The number of identity-theft related suspicious activity reports filed by depository institutions spiked between mid-May and July, during the height of Equifax Inc.'s massive data breach.
And the number could continue to rise. On Oct. 12, the company took a customer assistance page offline, amid fears of another possible hack.
Tim Scholten, president of consulting firm Visible Progress LLC, said that all of the tools banks use to know their customers have been compromised, and that organizations across the board will have to think about identity verification in a "completely different manner."
"I think it's something banks and organizations are going to struggle with until they come up with additional security measures that go outside of the normal information that the credit bureau uses," Scholten said. "Every time you get another piece of data that's exposed, you've got to have something that is changeable."
"I think it's going to end up being things like secret codes and that sort of thing that people are going to need to use," he added. "That's why you see banks using two-factor authentication."
In September, Equifax announced that hackers gained access to credit card numbers of about 209,000 U.S. consumers, and dispute documents for about 182,000 U.S. consumers. Overall, as many as 145.5 million could be impacted, with hackers gaining access to names, Social Security numbers, birth dates, addresses and driver’s license numbers.
"Anybody older than 18 years old is probably exposed," Scholten said. "If you think about it in those terms, it doesn't go away."
But even before Equifax, suspicious activity reports, or SARs, were on the rise. Credit card fraud, the most common type of identity-theft related SARs filings, steadily increased between 2013 and 2016.
Financial institutions use SARs filings to report unusual activities or transactions to regulators and law enforcement. The Financial Crime Enforcement Network, or FinCEN, has touted the reports' role in tracking organized crime. According to FinCEN's website, there is "no way to provide an exhaustive list of potentially suspicious transactions," but red flags include activities that "vary substantially" from customers' normal practices.

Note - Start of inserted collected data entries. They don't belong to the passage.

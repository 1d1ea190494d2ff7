pub mod data;
pub mod mockito;

use crate::TestContext;

/// Path of the auth API on the mock server
pub const AUTH_API_PATH: &str = "/auth/v1";

impl TestContext {
    pub fn auth<'a>(&'a mut self) -> AuthFixtures<'a> {
        AuthFixtures { setup: self }
    }
}

pub struct AuthFixtures<'a> {
    setup: &'a mut TestContext,
}
mod route_guard;
use serde::{Deserialize, Serialize};

/// The response when an error occurs with an API request
#[derive(Serialize, Deserialize)]
#[cfg_attr(feature = "server", derive(utoipa::ToSchema))]
pub struct ErrorDto {
    /// The error message
    pub error: String,
}
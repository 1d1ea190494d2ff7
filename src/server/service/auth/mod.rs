//! Authentication service layer.
//!
//! Session cookies, the login redirect chain and the reactions to session changes reported
//! by the auth provider client.

pub mod cookie;
pub mod listener;
pub mod redirect;
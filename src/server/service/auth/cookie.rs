//! Session token cookies.
//!
//! The access and refresh token of the current session are mirrored into two cookies so a
//! session survives across requests. Cookies are written through the response [`CookieJar`].

use axum_extra::extract::cookie::{Cookie, CookieJar, SameSite};
use time::{Duration, OffsetDateTime};

use crate::server::model::auth::TokenPair;

/// Cookie holding the session access token
pub const ACCESS_TOKEN_COOKIE: &str = "whatsapp-access-token";
/// Cookie holding the session refresh token
pub const REFRESH_TOKEN_COOKIE: &str = "whatsapp-refresh-token";

/// Max age of the token cookies, 100 years
pub const TOKEN_COOKIE_MAX_AGE_SECONDS: i64 = 100 * 365 * 24 * 60 * 60;

/// Same-site policy for cookies set on `host`.
///
/// Local development runs the app and the provider callback on different ports of
/// `localhost`, which needs `None`. Every other host uses `Lax`.
pub fn same_site_policy(host: &str) -> SameSite {
    if hostname(host) == "localhost" {
        SameSite::None
    } else {
        SameSite::Lax
    }
}

/// Writes both token cookies.
pub fn set_tokens_cookies(
    jar: CookieJar,
    host: &str,
    access_token: &str,
    refresh_token: &str,
) -> CookieJar {
    let same_site = same_site_policy(host);

    jar.add(token_cookie(
        ACCESS_TOKEN_COOKIE,
        access_token.to_string(),
        same_site,
    ))
    .add(token_cookie(
        REFRESH_TOKEN_COOKIE,
        refresh_token.to_string(),
        same_site,
    ))
}

/// Expires both token cookies.
pub fn clear_cookies(jar: CookieJar, host: &str) -> CookieJar {
    let same_site = same_site_policy(host);

    jar.add(expired_cookie(ACCESS_TOKEN_COOKIE, same_site))
        .add(expired_cookie(REFRESH_TOKEN_COOKIE, same_site))
}

/// Reads the token pair from the request cookies, `None` unless both are present and non-empty.
pub fn tokens_from_cookies(jar: &CookieJar) -> Option<TokenPair> {
    let value = |name: &str| {
        jar.get(name)
            .map(|cookie| cookie.value().to_string())
            .filter(|value| !value.is_empty())
    };

    Some(TokenPair {
        access_token: value(ACCESS_TOKEN_COOKIE)?,
        refresh_token: value(REFRESH_TOKEN_COOKIE)?,
    })
}

fn token_cookie(name: &'static str, value: String, same_site: SameSite) -> Cookie<'static> {
    Cookie::build((name, value))
        .path("/")
        .max_age(Duration::seconds(TOKEN_COOKIE_MAX_AGE_SECONDS))
        .same_site(same_site)
        .secure(true)
        .build()
}

fn expired_cookie(name: &'static str, same_site: SameSite) -> Cookie<'static> {
    Cookie::build((name, ""))
        .path("/")
        .expires(OffsetDateTime::UNIX_EPOCH)
        .same_site(same_site)
        .secure(true)
        .build()
}

fn hostname(host: &str) -> &str {
    // Bracketed IPv6 literals keep their colons
    if host.starts_with('[') {
        return host.split_inclusive(']').next().unwrap_or(host);
    }

    host.split(':').next().unwrap_or(host)
}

Since FinCEN's release of a uniform SAR form in 2012, the number of suspicious activity reports has continued to climb, though some say the growing number of reports could be "defensive filings."
Scholten, and Lily Thomas, senior vice president and senior regulatory counsel for the Independent Community Bankers of America, both said the hack will lead to innumerable expenses for banks. A handful of small financial institutions have already filed a lawsuit against the company, claiming it will cause them to incur significant costs and a decrease in lending.
"As with any breach, banks are going to be left holding the bag and paying for a lot of the costs that are associated with the breach, from issuing payment cards to notifying their customers, investigating claims of fraud or identity theft, refunding any fraudulent charges, obviously increasing monitoring of accounts," Thomas said. "It's just a whole slew of things that are going to end up trickling to banks to cover and to pay for."
Legislators have expressed uncertainty about who should be held responsible for cyberattacks, and banks are worried hackers could use breached information to open new accounts.
On Sept. 12, Senate Banking Committee Chairman Mike Crapo, R-Idaho, said there is still uncertainty around "data security and proper regulatory treatment." But Scholten and Thomas say the blame shouldn't be put on banks.
"I don't know what direction they're going to choose to go, but I don't see regulators doing nothing," Scholten said. "Do I regulate banks, or do I regulate and penalize the people that had a breach?"
Thomas said banks are already in the position of being "heavily regulated," and secure their customers' information "pretty well."
"It's kind of difficult to say how regulations will go moving forward, particularly with the third party," Thomas said. "We would certainly like to see that any entity that's holding personal identifiable identification have standards similar to banking standards."